Here is a little background on this subject, since you are new to the TC.

1.  The WSDM TC started in part by going through a briefing by co-Chair 
Heather Kreger (Shows up as E1014.ppt in the Reference Material Folder - 
it is older than 30 days, so it doesn't show up by default).  In there, 
the notion as expressed on slide 31, "Managers always ‘talk’ to the 
resource while the actual Port may be any number of agents".  Slide 28 
shows the difference in the WSDL - basically the management port URI 
points to another system or application than the business port URI does 
for an agent situation.

Note that for MUWS of manageable resources that are not Web Services, 
there would only be WSDL for management, making it very difficult, if 
not impossible to figure out if there is an agent involved.

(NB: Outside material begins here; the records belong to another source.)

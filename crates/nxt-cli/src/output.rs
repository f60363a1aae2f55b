//! Output formatting for nxtctl

use anyhow::Error;
use colored::*;
use nxt_throttle_calibration::{AxisId, SessionState};
use nxt_throttle_session::{AxisUpdate, StatsSnapshot};
use serde_json::json;

pub fn print_error_json(error: &Error) {
    let error_json = json!({
        "success": false,
        "error": {
            "message": error.to_string(),
        }
    });
    match serde_json::to_string_pretty(&error_json) {
        Ok(s) => println!("{}", s),
        Err(e) => eprintln!("Failed to format error as JSON: {}", e),
    }
}

pub fn print_error_human(error: &Error) {
    eprintln!("{} {}", "Error:".red().bold(), error);

    let mut source = error.source();
    while let Some(err) = source {
        eprintln!("  {} {}", "Caused by:".yellow(), err);
        source = err.source();
    }
}

pub fn print_success(message: &str, json: bool) {
    if json {
        let output = json!({
            "success": true,
            "message": message
        });
        match serde_json::to_string_pretty(&output) {
            Ok(s) => println!("{}", s),
            Err(e) => eprintln!("Failed to format success message as JSON: {}", e),
        }
    } else {
        println!("{} {}", "✓".green(), message);
    }
}

pub fn print_warning(message: &str, json: bool) {
    if json {
        let output = json!({
            "success": false,
            "warning": message
        });
        println!("{}", output);
    } else {
        println!("{} {}", "⚠".yellow(), message);
    }
}

/// Setup progress: the state reached and what the user should do next.
pub fn print_setup_state(state: SessionState, json: bool) {
    if json {
        println!(
            "{}",
            json!({
                "state": state,
                "prompt": state.prompt(),
            })
        );
    } else {
        println!("{} {}", format!("[{}]", state).cyan(), state.prompt());
    }
}

/// One axis update, a line of JSON or an aligned human-readable row.
pub fn format_update(update: &AxisUpdate, json: bool) -> String {
    if json {
        serde_json::to_string(update).unwrap_or_default()
    } else {
        format!(
            "{:<8} {:>7.1}%  ({} ticks)",
            update.axis.as_str(),
            update.percent,
            update.raw_ticks
        )
    }
}

pub fn print_update(update: &AxisUpdate, json: bool) {
    println!("{}", format_update(update, json));
}

pub fn print_raw_positions(positions: &[(AxisId, Option<i32>)], json: bool) {
    if json {
        let axes: serde_json::Map<String, serde_json::Value> = positions
            .iter()
            .map(|(axis, raw)| (axis.as_str().to_string(), json!(raw)))
            .collect();
        println!("{}", json!({ "success": true, "raw_ticks": axes }));
    } else {
        println!("{}", "Raw rotation counts:".bold());
        for (axis, raw) in positions {
            match raw {
                Some(ticks) => println!("  {:<8} {}", axis.as_str(), ticks),
                None => println!("  {:<8} {}", axis.as_str(), "no reply".yellow()),
            }
        }
    }
}

pub fn print_stats(stats: &StatsSnapshot, json: bool) {
    if json {
        println!("{}", json!({ "stats": stats }));
    } else {
        println!(
            "{} {} queries, {} replies, {} protocol errors, {} I/O errors, {} heartbeats",
            "Session:".dimmed(),
            stats.queries_sent,
            stats.replies_decoded,
            stats.protocol_errors,
            stats.io_errors,
            stats.heartbeats_sent
        );
    }
}

#[cfg(test)]
mod tests {
    use super::*;

    #[test]
    fn test_format_update_human() {
        let update = AxisUpdate {
            axis: AxisId::Yaw,
            raw_ticks: -174,
            percent: 50.0,
        };
        assert_eq!(format_update(&update, false), "yaw         50.0%  (-174 ticks)");
    }

    #[test]
    fn test_format_update_json() -> Result<(), serde_json::Error> {
        let update = AxisUpdate {
            axis: AxisId::Pitch,
            raw_ticks: 12,
            percent: -3.5,
        };
        let value: serde_json::Value = serde_json::from_str(&format_update(&update, true))?;
        assert_eq!(value["axis"], "pitch");
        assert_eq!(value["raw_ticks"], 12);
        assert_eq!(value["percent"], -3.5);
        Ok(())
    }
}
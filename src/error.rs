//! Exit-code mapping per the tool's error taxonomy: argument parsing gets
//! its own exit code, every other failure (open, prepare, step, commit,
//! allocation) collapses to a single generic one. Nothing here is
//! recovered locally -- every error just propagates to `main`.

use thiserror::Error;

/// The one failure category that exits with a code other than 1.
#[derive(Debug, Error)]
#[error("{0}")]
pub struct ArgError(pub String);

/// Exit code `main` should use for an error that escaped every pass.
pub fn runtime_exit_code() -> i32 {
    1
}

/// Exit code for an [`ArgError`].
pub fn arg_exit_code() -> i32 {
    11
}
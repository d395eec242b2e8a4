//! Reconstruction: the inverse of the packer's P5. For every `splits`
//! row, rebuild the original blob from its (optional) `frags` partner
//! and write it back into a single `blob` table.
//!
//! Grounded directly in `blobunpack.c`'s `transfer_data`: a left join of
//! `splits` to `frags` on `frags.id = splits.id`, then a three-way nil
//! rule on the two `val` columns.

use std::path::Path;

use anyhow::{Context as _, Result};
use rusqlite::Connection;

use crate::open::{self, BLOB_TABLE};

pub fn unpack(src_path: &Path, dst_path: &Path, page_size_override: Option<u32>) -> Result<()> {
    let ctx = open::open(src_path, dst_path, page_size_override)?;

    ctx.conn
        .execute_batch(&format!(
            "CREATE TABLE {BLOB_TABLE}(id INTEGER PRIMARY KEY, val BLOB)"
        ))
        .context("failed to create output blob table")?;

    eprintln!("Reconstructing blobs...");
    transfer_data(&ctx.conn)?;

    open::close(&ctx)
}

fn transfer_data(conn: &Connection) -> Result<()> {
    let mut read = conn
        .prepare(
            "SELECT source.splits.id, source.splits.val, source.frags.val
             FROM source.splits
             LEFT JOIN source.frags ON source.frags.id = source.splits.id
             ORDER BY source.splits.id",
        )
        .context("sqlite3_prepare(transfer_data read)")?;
    let mut insert = conn
        .prepare(&format!("INSERT INTO {BLOB_TABLE}(id, val) VALUES (?1, ?2)"))
        .context("sqlite3_prepare(transfer_data insert)")?;

    let rows = read
        .query_map([], |row| {
            let id: i64 = row.get(0)?;
            let head: Option<Vec<u8>> = row.get(1)?;
            let tail: Option<Vec<u8>> = row.get(2)?;
            Ok((id, head, tail))
        })
        .context("sqlite3_step(transfer_data read)")?;

    for row in rows {
        let (id, head, tail) = row.context("sqlite3_step(transfer_data read)")?;
        let val = reconstruct(head, tail);
        insert
            .execute((id, val))
            .context("sqlite3_step(transfer_data insert)")?;
    }

    Ok(())
}

/// head=nil -> nil; tail=nil -> head alone; else concatenated.
fn reconstruct(head: Option<Vec<u8>>, tail: Option<Vec<u8>>) -> Option<Vec<u8>> {
    match (head, tail) {
        (None, _) => None,
        (Some(head), None) => Some(head),
        (Some(mut head), Some(tail)) => {
            head.extend_from_slice(&tail);
            Some(head)
        }
    }
}

#[cfg(test)]
mod tests {
    use super::*;

    #[test]
    fn head_nil_reconstructs_nil() {
        assert_eq!(reconstruct(None, None), None);
        assert_eq!(reconstruct(None, Some(vec![1, 2])), None);
    }

    #[test]
    fn tail_nil_reconstructs_head_only() {
        assert_eq!(reconstruct(Some(vec![1, 2, 3]), None), Some(vec![1, 2, 3]));
    }

    #[test]
    fn both_present_concatenates() {
        assert_eq!(
            reconstruct(Some(vec![1, 2]), Some(vec![3, 4])),
            Some(vec![1, 2, 3, 4])
        );
    }
}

Also, since Web Services can be highly distributed, it is also less 
clear what even constitutes an agent.  Suppose you have 7 processes in 
one WSEE that provide a particular Web Service Endpoint functionality. 
Now you add an 8th process dedicated to management.  Is that 8th process 
just another part of the Endpoint or is it really an Agent?

2.  The MPTC (now dissolved, previous to the WSDM) had a "Service Access 
  Point" for the management interface.  The WSMF submission specifically 
calls out a "managed object" that handles the management for the managed 
resource.

As you point out, though, the only interesting aspect of this is if the 
"manager" or some other entity can make use of knowing whether there is 
an agent that is usefully distinct from the managed resource itself.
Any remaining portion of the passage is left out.